Despite their phenotypic heterogeneity, most human prion diseases belong to two broadly defined groups: Creutzfeldt-Jakob disease (CJD) and Gerstmann-Sträussler-Scheinker disease (GSS). While the structural characteristics of the disease-related proteinase K-resistant prion protein (resPrP(D)) associated with the CJD group are fairly well established, many features of GSS-associated resPrP(D) are unclear. Electrophoretic profiles of resPrP(D) associated with GSS variants typically show 6–8 kDa bands corresponding to the internal PrP fragments as well as a variable number of higher molecular weight bands, the molecular nature of which has not been investigated.
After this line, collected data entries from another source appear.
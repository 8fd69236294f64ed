#![forbid(unsafe_code)]

pub mod advisor;
pub mod app_services;
pub mod error;
pub mod gamification_service;
pub mod learning_service;
pub mod progress_service;
pub mod quiz;
pub mod recommendation_service;
pub mod retry;
pub mod tutor_service;

pub use campus_core::Clock;

pub use advisor::{Advisor, AdvisorConfig, ChatAdvisor, DisabledAdvisor, Prompt};
pub use app_services::{AppServices, advisor_from_env};
pub use error::{AdvisorError, AppServicesError, ServiceError};
pub use gamification_service::{GamificationService, XpAward};
pub use learning_service::{ActivityOutcome, LearningService};
pub use progress_service::ProgressService;
pub use quiz::{GeneratedQuiz, QuizOutcome, QuizRun, QuizService, QuizStep};
pub use recommendation_service::{Advice, RecommendationService, StudyPlan};
pub use tutor_service::{TutorReply, TutorService};
use std::fmt;

use chrono::{DateTime, Utc};
use serde::{Deserialize, Serialize};
use thiserror::Error;

use crate::error::ValidationError;
use crate::model::ids::{LearnerId, QuizId, TopicId};

//
// ─── ERRORS ────────────────────────────────────────────────────────────────────
//

#[derive(Debug, Error, Clone, PartialEq, Eq)]
#[non_exhaustive]
pub enum QuizQuestionError {
    #[error("question text cannot be empty")]
    EmptyQuestion,

    #[error("a question needs at least two options, got {0}")]
    TooFewOptions(usize),

    #[error("option {0} is empty")]
    EmptyOption(usize),

    #[error("correct option index {index} is out of range for {len} options")]
    CorrectIndexOutOfRange { index: usize, len: usize },
}

#[derive(Debug, Error, Clone, PartialEq, Eq)]
#[non_exhaustive]
pub enum QuizAttemptError {
    #[error("score {0} is above 100")]
    ScoreOutOfRange(u8),
}

//
// ─── QUESTION ──────────────────────────────────────────────────────────────────
//

/// A multiple-choice question whose shape has been validated.
#[derive(Debug, Clone, PartialEq, Eq)]
pub struct QuizQuestion {
    question: String,
    options: Vec<String>,
    correct_index: usize,
    explanation: String,
}

impl QuizQuestion {
    /// # Errors
    ///
    /// Returns `QuizQuestionError` when the text is blank, fewer than two
    /// options are given, an option is blank, or the correct index is out of
    /// range.
    pub fn new(
        question: impl Into<String>,
        options: Vec<String>,
        correct_index: usize,
        explanation: impl Into<String>,
    ) -> Result<Self, QuizQuestionError> {
        let question = question.into().trim().to_owned();
        if question.is_empty() {
            return Err(QuizQuestionError::EmptyQuestion);
        }
        if options.len() < 2 {
            return Err(QuizQuestionError::TooFewOptions(options.len()));
        }
        let options: Vec<String> = options.into_iter().map(|o| o.trim().to_owned()).collect();
        if let Some(blank) = options.iter().position(String::is_empty) {
            return Err(QuizQuestionError::EmptyOption(blank));
        }
        if correct_index >= options.len() {
            return Err(QuizQuestionError::CorrectIndexOutOfRange {
                index: correct_index,
                len: options.len(),
            });
        }
        Ok(Self {
            question,
            options,
            correct_index,
            explanation: explanation.into().trim().to_owned(),
        })
    }

    #[must_use]
    pub fn question(&self) -> &str {
        &self.question
    }

    #[must_use]
    pub fn options(&self) -> &[String] {
        &self.options
    }

    #[must_use]
    pub fn correct_index(&self) -> usize {
        self.correct_index
    }

    #[must_use]
    pub fn correct_option(&self) -> &str {
        &self.options[self.correct_index]
    }

    #[must_use]
    pub fn explanation(&self) -> &str {
        &self.explanation
    }

    /// An absent answer never matches.
    #[must_use]
    pub fn is_correct(&self, answer: Option<usize>) -> bool {
        answer == Some(self.correct_index)
    }
}

//
// ─── SCORING ───────────────────────────────────────────────────────────────────
//

/// `round(100 * correct / total)`; zero questions score 0.
#[must_use]
pub fn score_percent(correct: usize, total: usize) -> u8 {
    if total == 0 {
        return 0;
    }
    let correct = correct.min(total) as u64;
    let total = total as u64;
    let score = (200 * correct + total) / (2 * total);
    u8::try_from(score).unwrap_or(100)
}

/// XP for a quiz score: `round(score / 5)`, so 0..=20.
#[must_use]
pub fn xp_for_score(score: u8) -> u64 {
    (u64::from(score) * 2 + 5) / 10
}

/// Feedback tier shown on the results screen.
#[derive(Debug, Clone, Copy, PartialEq, Eq)]
pub enum ScoreBand {
    /// 80 and above; the UI celebrates.
    Excellent,
    Good,
    NeedsWork,
}

impl ScoreBand {
    #[must_use]
    pub fn from_score(score: u8) -> Self {
        match score {
            80.. => Self::Excellent,
            60..=79 => Self::Good,
            _ => Self::NeedsWork,
        }
    }

    #[must_use]
    pub fn celebrate(self) -> bool {
        matches!(self, Self::Excellent)
    }
}

/// Formats a countdown as `m:ss`.
#[must_use]
pub fn format_countdown(seconds: u64) -> String {
    format!("{}:{:02}", seconds / 60, seconds % 60)
}

//
// ─── SETTINGS ──────────────────────────────────────────────────────────────────
//

#[derive(Debug, Clone, Copy, PartialEq, Eq, Hash, Default, Serialize, Deserialize)]
#[serde(rename_all = "lowercase")]
pub enum Difficulty {
    /// Used for practice rounds.
    Easy,
    #[default]
    Medium,
    Hard,
}

impl fmt::Display for Difficulty {
    fn fmt(&self, f: &mut fmt::Formatter<'_>) -> fmt::Result {
        f.write_str(match self {
            Self::Easy => "easy",
            Self::Medium => "medium",
            Self::Hard => "hard",
        })
    }
}

/// Quiz configuration: 5 questions, 10 minutes, 3 second integrity warnings.
#[derive(Debug, Clone, Copy, PartialEq, Eq)]
pub struct QuizSettings {
    question_count: u32,
    time_budget_secs: u32,
    warning_secs: u32,
    difficulty: Difficulty,
}

impl Default for QuizSettings {
    fn default() -> Self {
        Self {
            question_count: 5,
            time_budget_secs: 600,
            warning_secs: 3,
            difficulty: Difficulty::Medium,
        }
    }
}

impl QuizSettings {
    /// # Errors
    ///
    /// Returns `ValidationError::QuizSettings` if the count or budget is zero.
    pub fn new(
        question_count: u32,
        time_budget_secs: u32,
        warning_secs: u32,
        difficulty: Difficulty,
    ) -> Result<Self, ValidationError> {
        if question_count == 0 {
            return Err(ValidationError::QuizSettings("question count must be > 0"));
        }
        if time_budget_secs == 0 {
            return Err(ValidationError::QuizSettings("time budget must be > 0"));
        }
        Ok(Self {
            question_count,
            time_budget_secs,
            warning_secs,
            difficulty,
        })
    }

    #[must_use]
    pub fn question_count(&self) -> u32 {
        self.question_count
    }

    #[must_use]
    pub fn time_budget_secs(&self) -> u32 {
        self.time_budget_secs
    }

    #[must_use]
    pub fn warning_secs(&self) -> u32 {
        self.warning_secs
    }

    #[must_use]
    pub fn difficulty(&self) -> Difficulty {
        self.difficulty
    }
}

//
// ─── ATTEMPT ───────────────────────────────────────────────────────────────────
//

/// Immutable record of one finished quiz session.
#[derive(Debug, Clone, PartialEq, Eq)]
pub struct QuizAttempt {
    learner_id: LearnerId,
    quiz_id: QuizId,
    topic_id: TopicId,
    answers: Vec<Option<usize>>,
    score: u8,
    completed_at: DateTime<Utc>,
}

impl QuizAttempt {
    /// # Errors
    ///
    /// Returns `QuizAttemptError::ScoreOutOfRange` for scores above 100.
    pub fn new(
        learner_id: LearnerId,
        quiz_id: QuizId,
        topic_id: TopicId,
        answers: Vec<Option<usize>>,
        score: u8,
        completed_at: DateTime<Utc>,
    ) -> Result<Self, QuizAttemptError> {
        if score > 100 {
            return Err(QuizAttemptError::ScoreOutOfRange(score));
        }
        Ok(Self {
            learner_id,
            quiz_id,
            topic_id,
            answers,
            score,
            completed_at,
        })
    }

    #[must_use]
    pub fn learner_id(&self) -> LearnerId {
        self.learner_id
    }

    #[must_use]
    pub fn quiz_id(&self) -> QuizId {
        self.quiz_id
    }

    #[must_use]
    pub fn topic_id(&self) -> TopicId {
        self.topic_id
    }

    #[must_use]
    pub fn answers(&self) -> &[Option<usize>] {
        &self.answers
    }

    #[must_use]
    pub fn score(&self) -> u8 {
        self.score
    }

    #[must_use]
    pub fn completed_at(&self) -> DateTime<Utc> {
        self.completed_at
    }
}

//
// ─── TESTS ─────────────────────────────────────────────────────────────────────
//
use chrono::{DateTime, Duration, NaiveDate, Utc};

/// Source of "now" for services. Quiz deadlines, streak days and ledger
/// timestamps all read it, so tests pin it with [`Clock::Fixed`].
#[derive(Debug, Clone, Copy, Default)]
pub enum Clock {
    #[default]
    Default,
    Fixed(DateTime<Utc>),
}

impl Clock {
    /// Returns a clock fixed at the given timestamp.
    #[must_use]
    pub fn fixed(at: DateTime<Utc>) -> Self {
        Self::Fixed(at)
    }

    /// Returns the current time according to the clock.
    #[must_use]
    pub fn now(&self) -> DateTime<Utc> {
        match self {
            Clock::Default => Utc::now(),
            Clock::Fixed(t) => *t,
        }
    }

    /// Calendar day (UTC) of `now()`; streaks are evaluated on this date.
    #[must_use]
    pub fn today(&self) -> NaiveDate {
        self.now().date_naive()
    }

    /// If this is a fixed clock, advance it by the given duration.
    ///
    /// Has no effect on `Clock::Default`.
    pub fn advance(&mut self, delta: Duration) {
        if let Clock::Fixed(t) = self {
            *t += delta;
        }
    }
}

/// Deterministic timestamp for tests and examples (2023-11-14T22:13:20Z).
pub const FIXED_TEST_TIMESTAMP: i64 = 1_700_000_000;

/// [`FIXED_TEST_TIMESTAMP`] as a `DateTime<Utc>`.
#[must_use]
pub fn fixed_now() -> DateTime<Utc> {
    DateTime::<Utc>::from_timestamp(FIXED_TEST_TIMESTAMP, 0).unwrap_or_default()
}

/// Returns a `Clock` fixed at the deterministic test timestamp.
#[must_use]
pub fn fixed_clock() -> Clock {
    Clock::fixed(fixed_now())
}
Here we have performed systematic studies of purified resPrP(D) species extracted from GSS cases with the A117V (GSS(A117V)) and F198S (GSS(F198S)) PrP gene mutations. The combined analysis based on epitope mapping, deglycosylation treatment and direct amino acid sequencing by mass spectrometry provided a conclusive evidence that high molecular weight resPrP(D) species seen in electrophoretic profiles represent covalently-linked multimers of the internal ~ 7 and ~ 8 kDa fragments. This finding reveals a mechanism of resPrP(D) aggregate formation that has not been previously established in prion diseases. ELECTRONIC SUPPLEMENTARY MATERIAL: The online version of this article (10.1186/s40478-019-0734-2) contains supplementary material, which is available to authorized users.